VwGH96/19/289114.2.1997

Der Verwaltungsgerichtshof hat durch den Vorsitzenden Senatspräsident Dr. Puck und die Hofräte Dr. Zens und Dr. Bayjones als Richter, im Beisein des Schriftführers Mag. Böheimer, 1.) über den Antrag des A in W, vertreten durch Dr. Z, Rechtsanwalt in W, auf Wiedereinsetzung in den vorigen Stand gegen die Versäumung der Frist zur Einbringung der Beschwerde gegen den Bescheid des Bundesministers für Inneres vom 29. Juli 1996, Zl. 102.480/3-III/11/94, betreffend Aufenthaltsbewilligung, und 2.) in der Beschwerdesache, den Beschluß gefaßt:

Normen

AVG §71 Abs1;
VwGG §46 Abs1;
ZPO §274 Abs1;
AVG §71 Abs1;
VwGG §46 Abs1;
ZPO §274 Abs1;

 

Spruch:

1. Dem Antrag auf Wiedereinsetzung in den vorigen Stand wird gemäß § 46 VwGG nicht stattgegeben.
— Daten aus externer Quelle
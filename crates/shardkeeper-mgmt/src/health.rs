use serde::{Deserialize, Serialize};

use crate::error::Result;
use crate::role::ClusterRole;
use crate::session::{SessionFactory, SessionTarget};
use crate::status::UnitStatus;
use crate::topology::{MemberStatus, ReplicaSetStatus};

#[derive(Debug, Clone, Copy, PartialEq, Eq, Serialize, Deserialize)]
pub enum HealthStatus {
    Healthy,
    /// Reachable but still syncing data.
    Degraded,
    Offline,
    Unknown,
}

impl HealthStatus {
    pub fn is_ok(&self) -> bool {
        matches!(self, HealthStatus::Healthy)
    }

    pub fn severity(&self) -> u8 {
        match self {
            HealthStatus::Healthy => 0,
            HealthStatus::Unknown => 1,
            HealthStatus::Degraded => 2,
            HealthStatus::Offline => 3,
        }
    }
}

#[derive(Debug, Clone, PartialEq, Eq, Serialize, Deserialize)]
pub struct MemberHealth {
    pub host: String,
    pub status: HealthStatus,
}

impl MemberHealth {
    pub fn from_status(member: &MemberStatus) -> Self {
        let status = if !member.is_reachable() {
            HealthStatus::Offline
        } else if member.state.is_syncing() {
            HealthStatus::Degraded
        } else {
            HealthStatus::Healthy
        };
        Self {
            host: member.host().to_string(),
            status,
        }
    }
}

#[derive(Debug, Clone, PartialEq, Eq, Serialize, Deserialize)]
pub struct ClusterHealth {
    pub overall_status: HealthStatus,
    pub member_count: u32,
    pub healthy_members: u32,
    pub syncing_members: u32,
    pub offline_members: u32,
    /// Whether the local unit reported an active status.
    pub unit_active: bool,
    pub summary: String,
}

impl ClusterHealth {
    pub fn worst_status(members: &[MemberHealth]) -> HealthStatus {
        members
            .iter()
            .map(|m| m.status)
            .max_by_key(|s| s.severity())
            .unwrap_or(HealthStatus::Unknown)
    }

    /// Healthy when no member is syncing, every member is reachable and the
    /// local unit is active.
    pub fn evaluate(status: &ReplicaSetStatus, unit_status: &UnitStatus) -> Self {
        let members: Vec<MemberHealth> = status.members.iter().map(MemberHealth::from_status).collect();
        let count = |s: HealthStatus| members.iter().filter(|m| m.status == s).count() as u32;

        let unit_active = unit_status.is_active();
        let mut overall_status = Self::worst_status(&members);
        if !unit_active && overall_status.is_ok() {
            overall_status = HealthStatus::Degraded;
        }

        let healthy_members = count(HealthStatus::Healthy);
        let summary = if unit_active {
            format!("{}/{} members healthy", healthy_members, members.len())
        } else {
            format!(
                "{}/{} members healthy, unit is {}",
                healthy_members,
                members.len(),
                unit_status
            )
        };

        Self {
            overall_status,
            member_count: members.len() as u32,
            healthy_members,
            syncing_members: count(HealthStatus::Degraded),
            offline_members: count(HealthStatus::Offline),
            unit_active,
            summary,
        }
    }

    pub fn is_healthy(&self) -> bool {
        self.overall_status.is_ok() && self.unit_active
    }
}

/// Queries the local replica set and evaluates it.
///
/// Shards cannot judge the whole cluster and always report unhealthy.
/// Config-servers check their own config replica set.
pub async fn check_cluster_health(
    role: &ClusterRole,
    factory: &dyn SessionFactory,
    unit_status: &UnitStatus,
) -> Result<bool> {
    if role.as_shard().is_some() {
        tracing::debug!("Cannot run full cluster health check on shards");
        return Ok(false);
    }

    let status = {
        let session = factory.connect(&SessionTarget::Local).await?;
        session.replica_set_status().await?
    };
    let health = ClusterHealth::evaluate(&status, unit_status);
    tracing::debug!("Cluster health: {:?} ({})", health.overall_status, health.summary);
    Ok(health.is_healthy())
}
2. Die Beschwerde wird zurückgewiesen.

Begründung

Der Beschwerdeführer bringt vor, der angefochtene Bescheid sei ihm am 8. August 1996 durch Hinterlegung zugestellt worden. Da er die deutsche Sprache weder in Wort noch in Schrift beherrsche, habe er sich an seinen Quartiergeber, der vor seiner Pensionierung ein Lebensmittelgeschäft betrieben habe und die deutsche Sprache in Wort und Schrift ausreichend beherrsche, gewendet und sich über den Inhalt des in Rede stehenden Schriftstückes erkundigt. Dieser habe dem Beschwerdeführer mitgeteilt, daß die vorliegende Beschwerde bis spätestens 3. Oktober 1996 eingebracht werden müsse. An diesem Tag habe er den Beschwerdevertreter aufgesucht, wo er habe erfahren müssen, daß die Beschwerdefrist bereits am 19. September 1996 abgelaufen sei.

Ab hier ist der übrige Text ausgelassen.